う~ん。本当に何を言いたいのかわからない。


「それよりさ、麻美はこの期に及んでまーだ下平さんに嫌われようとしたりしたのよ。本のことを引き合いに出したりしなくても、十分だったと思うけど」

「・・・千鶴にはバレたか。そうよ、本は関係なかったわよ。本当に山本さんに一目ぼれしたのよ。でもね、なんで彼のことをこんなにも好きになったんだろう」

「麻美、恋なんてそんなものよ。自分でも思いがけないところを好きになるの。でも、私はすこし安心したかな。麻美がわかってくれて。本当にここのところの麻美は見ていられなかったから」

「それは・・・ごめん」

「あとは、山本さんが麻美と別れることを納得してくれるかどうかよね」

「そう、なんだけど。・・・でも、大丈夫だと思う」

「でも、心配。・・・私もついて行こうか」

「やだなー、大丈夫だよ。下平さんみたいなこと言わないでよ」


千鶴が心配して言ってくれているのはわかるけど、そこまで心配しなくてもと、思う。だけど、私の言葉に千鶴はまた、体を起こした。


「何、それ。どういう事」

「どういう事って、下平さんに別れる時に『話す日が決まったら教えて欲しい』と言われたのよ。『ここまで聞いておいて、知らないで済ますのは後味が悪いんだ』ですって」


千鶴は口を開けて驚いた顔をした後、何故かニンマリと笑った。


「そうか~。良い人ね、下平さんは」


そして、一人「うん、うん」と頷いていたのでした。



下平さんから教えて欲しいと言われたけど、これ以上は彼の手を煩わせるつもりはなかった私は、連絡をしなかった。そうしたら水曜日の夜、下平さんから電話が来た。
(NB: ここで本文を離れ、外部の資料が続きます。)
//! Account repository.
//!
//! Handles account registration, authentication, identity binding and
//! privilege changes. An account is bound to at most one connection identity
//! at a time; binding it elsewhere releases the previous binding.

use super::DbError;
use crate::moderation::Role;
use crate::security::password::{dummy_verify, hash_password, verify_password};
use sqlx::SqlitePool;
use std::collections::BTreeSet;

type AccountRow = (i64, String, Option<String>, Option<String>, i64, bool, i64);

const ACCOUNT_COLUMNS: &str =
    "id, username, identity, nick, level, all_channels, registered_at";

/// A registered warden account.
#[derive(Debug, Clone, PartialEq, Eq)]
pub struct Account {
    pub id: i64,
    pub username: String,
    /// `user@host` of the connection currently authenticated as this account.
    pub identity: Option<String>,
    pub nick: Option<String>,
    pub level: Role,
    /// Channel-scoped capabilities apply to every channel.
    pub all_channels: bool,
    /// Channels where channel-scoped capabilities apply.
    pub channels: BTreeSet<String>,
    pub registered_at: i64,
}

impl Account {
    /// Whether the account holds `role` (levels are cumulative).
    pub fn has_role(&self, role: Role) -> bool {
        self.level >= role
    }

    /// The full implied role set, lowest first.
    pub fn roles(&self) -> Vec<Role> {
        self.level.implied()
    }

    /// Whether channel-scoped capabilities apply to `channel`.
    pub fn covers_channel(&self, channel: &str) -> bool {
        self.all_channels || self.channels.contains(channel)
    }
}

/// Repository for account operations.
pub struct AccountRepository<'a> {
    pool: &'a SqlitePool,
}

impl<'a> AccountRepository<'a> {
    /// Create a new account repository.
    pub fn new(pool: &'a SqlitePool) -> Self {
        Self { pool }
    }

    /// Register a new account.
    ///
    /// The username is unique (case-insensitive); a conflict yields
    /// [`DbError::AccountExists`].
    pub async fn register(
        &self,
        username: &str,
        password: &str,
        identity: Option<&str>,
        nick: Option<&str>,
        level: Role,
    ) -> Result<Account, DbError> {
        let password_hash =
            hash_password(password).map_err(|e| DbError::Internal(e.to_string()))?;
        let now = chrono::Utc::now().timestamp();

        let mut tx = self.pool.begin().await?;

        if let Some(identity) = identity {
            sqlx::query("UPDATE accounts SET identity = NULL, nick = NULL WHERE identity = ?")
                .bind(identity)
                .execute(&mut *tx)
                .await?;
        }

        let result = sqlx::query(
            r#"
            INSERT INTO accounts (username, password_hash, identity, nick, level, all_channels, registered_at)
            VALUES (?, ?, ?, ?, ?, 0, ?)
            "#,
        )
        .bind(username)
        .bind(&password_hash)
        .bind(identity)
        .bind(nick)
        .bind(level.level())
        .bind(now)
        .execute(&mut *tx)
        .await
        .map_err(|e| {
            if let sqlx::Error::Database(ref db_err) = e
                && db_err.is_unique_violation()
            {
                return DbError::AccountExists(username.to_string());
            }
            DbError::from(e)
        })?;

        tx.commit().await?;

        Ok(Account {
            id: result.last_insert_rowid(),
            username: username.to_string(),
            identity: identity.map(String::from),
            nick: nick.map(String::from),
            level,
            all_channels: false,
            channels: BTreeSet::new(),
            registered_at: now,
        })
    }

    /// Verify credentials and return the account.
    ///
    /// A missing account costs the same hashing work as a wrong password.
    pub async fn authenticate(&self, username: &str, password: &str) -> Result<Account, DbError> {
        let row = sqlx::query_as::<_, (i64, String)>(
            "SELECT id, password_hash FROM accounts WHERE username = ? COLLATE NOCASE",
        )
        .bind(username)
        .fetch_optional(self.pool)
        .await?;

        let Some((id, password_hash)) = row else {
            dummy_verify(password);
            return Err(DbError::AccountNotFound(username.to_string()));
        };

        if !verify_password(password, &password_hash) {
            return Err(DbError::InvalidPassword);
        }

        self.find_by_id(id)
            .await?
            .ok_or_else(|| DbError::AccountNotFound(username.to_string()))
    }

    /// Bind a connection identity and nick to an account.
    pub async fn bind_identity(&self, id: i64, identity: &str, nick: &str) -> Result<(), DbError> {
        let mut tx = self.pool.begin().await?;

        sqlx::query(
            "UPDATE accounts SET identity = NULL, nick = NULL WHERE identity = ? AND id != ?",
        )
        .bind(identity)
        .bind(id)
        .execute(&mut *tx)
        .await?;

        sqlx::query("UPDATE accounts SET identity = ?, nick = ? WHERE id = ?")
            .bind(identity)
            .bind(nick)
            .bind(id)
            .execute(&mut *tx)
            .await?;

        tx.commit().await?;
        Ok(())
    }

    /// Find account by username.
    pub async fn find_by_name(&self, username: &str) -> Result<Option<Account>, DbError> {
        let row = sqlx::query_as::<_, AccountRow>(&format!(
            "SELECT {ACCOUNT_COLUMNS} FROM accounts WHERE username = ? COLLATE NOCASE"
        ))
        .bind(username)
        .fetch_optional(self.pool)
        .await?;

        self.hydrate(row).await
    }

    /// Find the account bound to a connection identity.
    pub async fn find_by_identity(&self, identity: &str) -> Result<Option<Account>, DbError> {
        let row = sqlx::query_as::<_, AccountRow>(&format!(
            "SELECT {ACCOUNT_COLUMNS} FROM accounts WHERE identity = ? ORDER BY id LIMIT 1"
        ))
        .bind(identity)
        .fetch_optional(self.pool)
        .await?;

        self.hydrate(row).await
    }

    /// Find account by ID.
    pub async fn find_by_id(&self, id: i64) -> Result<Option<Account>, DbError> {
        let row = sqlx::query_as::<_, AccountRow>(&format!(
            "SELECT {ACCOUNT_COLUMNS} FROM accounts WHERE id = ?"
        ))
        .bind(id)
        .fetch_optional(self.pool)
        .await?;

        self.hydrate(row).await
    }

    /// Logically log out every account bound to `nick`.
    ///
    /// Returns the usernames that were logged out.
    pub async fn logout_nick(&self, nick: &str) -> Result<Vec<String>, DbError> {
        let mut tx = self.pool.begin().await?;

        let usernames = sqlx::query_scalar::<_, String>(
            "SELECT username FROM accounts WHERE nick = ? COLLATE NOCASE",
        )
        .bind(nick)
        .fetch_all(&mut *tx)
        .await?;

        sqlx::query("UPDATE accounts SET identity = NULL, nick = NULL WHERE nick = ? COLLATE NOCASE")
            .bind(nick)
            .execute(&mut *tx)
            .await?;

        tx.commit().await?;
        Ok(usernames)
    }

    /// Follow a nick change. Returns the number of accounts updated.
    pub async fn rename_nick(&self, old: &str, new: &str) -> Result<u64, DbError> {
        let result = sqlx::query("UPDATE accounts SET nick = ? WHERE nick = ? COLLATE NOCASE")
            .bind(new)
            .bind(old)
            .execute(self.pool)
            .await?;

        Ok(result.rows_affected())
    }

    /// Delete an account after verifying its credentials.
    pub async fn delete(&self, username: &str, password: &str) -> Result<(), DbError> {
        let account = self.authenticate(username, password).await?;

        sqlx::query("DELETE FROM accounts WHERE id = ?")
            .bind(account.id)
            .execute(self.pool)
            .await?;

        Ok(())
    }

    /// Set the privilege level. The level column encodes the whole implied
    /// role set, so a single update keeps it consistent.
    ///
    /// Returns `false` if no such account exists.
    pub async fn set_level(&self, username: &str, level: Role) -> Result<bool, DbError> {
        let result = sqlx::query("UPDATE accounts SET level = ? WHERE username = ? COLLATE NOCASE")
            .bind(level.level())
            .bind(username)
            .execute(self.pool)
            .await?;

        Ok(result.rows_affected() > 0)
    }

    /// Grant or revoke the all-channels scope.
    pub async fn set_all_channels(&self, username: &str, all: bool) -> Result<bool, DbError> {
        let result =
            sqlx::query("UPDATE accounts SET all_channels = ? WHERE username = ? COLLATE NOCASE")
                .bind(all)
                .bind(username)
                .execute(self.pool)
                .await?;

        Ok(result.rows_affected() > 0)
    }

    /// Add a channel scope. Returns `false` if no such account exists.
    pub async fn add_channel(&self, username: &str, channel: &str) -> Result<bool, DbError> {
        let result = sqlx::query(
            r#"
            INSERT OR IGNORE INTO account_channels (account_id, channel)
            SELECT id, ? FROM accounts WHERE username = ? COLLATE NOCASE
            "#,
        )
        .bind(channel)
        .bind(username)
        .execute(self.pool)
        .await?;

        if result.rows_affected() > 0 {
            return Ok(true);
        }
        Ok(self.find_by_name(username).await?.is_some())
    }

    /// Remove a channel scope. Returns `false` if no such account exists.
    pub async fn remove_channel(&self, username: &str, channel: &str) -> Result<bool, DbError> {
        let Some(account) = self.find_by_name(username).await? else {
            return Ok(false);
        };

        sqlx::query("DELETE FROM account_channels WHERE account_id = ? AND channel = ?")
            .bind(account.id)
            .bind(channel)
            .execute(self.pool)
            .await?;

        Ok(true)
    }

    async fn hydrate(&self, row: Option<AccountRow>) -> Result<Option<Account>, DbError> {
        let Some((id, username, identity, nick, level, all_channels, registered_at)) = row else {
            return Ok(None);
        };

        let channels = sqlx::query_scalar::<_, String>(
            "SELECT channel FROM account_channels WHERE account_id = ?",
        )
        .bind(id)
        .fetch_all(self.pool)
        .await?
        .into_iter()
        .collect();

        Ok(Some(Account {
            id,
            username,
            identity,
            nick,
            level: Role::from_level(level),
            all_channels,
            channels,
            registered_at,
        }))
    }
}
最初母が出て、私を呼んだ。受話器を渡すときに「下平さんよ」と囁いた。


「麻美です」

「こんばんは、麻美さん」

「こんばんは」

「連絡をいただけなかったので、電話をしてしまいました。それで、会う日は決まりましたか」

「えーと、・・・はい」

「いつですか?」

「・・・あの、下平さんには関係ない話ですよね」

「俺は言いましたよね。知らないで済ますのは後味が悪いと」

「それは・・・確かに言われましてけど、でも下平さんが気にするようなことじゃないですから」

「いや、気になります。俺のせいで別れることになるのでしょう」

「だから、違うと言いましたよね。もともと駄目かなと思っていたんですよ。それが私の中で確定したのがあの時だっただけです。だから気にしないでください」


しばらく返事はなかった。勝手に切るわけにもいかなくて、どうしようかと思った。


「それでも、見届ける義務があると思うのですよ」


あくまでも真面目な返答に、私の口元に苦笑が浮かんだ。


「土曜日です」

「土曜日なのですね。わかりました」


これで、終わりかと思って、別れの挨拶をされるのを、私は待った。


「それでは、話し合いが終わったら連絡をください」

「・・・は?」

「結果まで知らなければ安心できませんから」

「えっ、でも」

「連絡がいただけないと言うのでしたら、立ち会わせていただくことにしてもいいのですけど」

「いや、それこそ違いますよね。・・・じゃあ、わかりました」

「連絡をいただけると」

「はい」

「では、土曜日にお待ちしています」


そう言って電話は切れたのでした。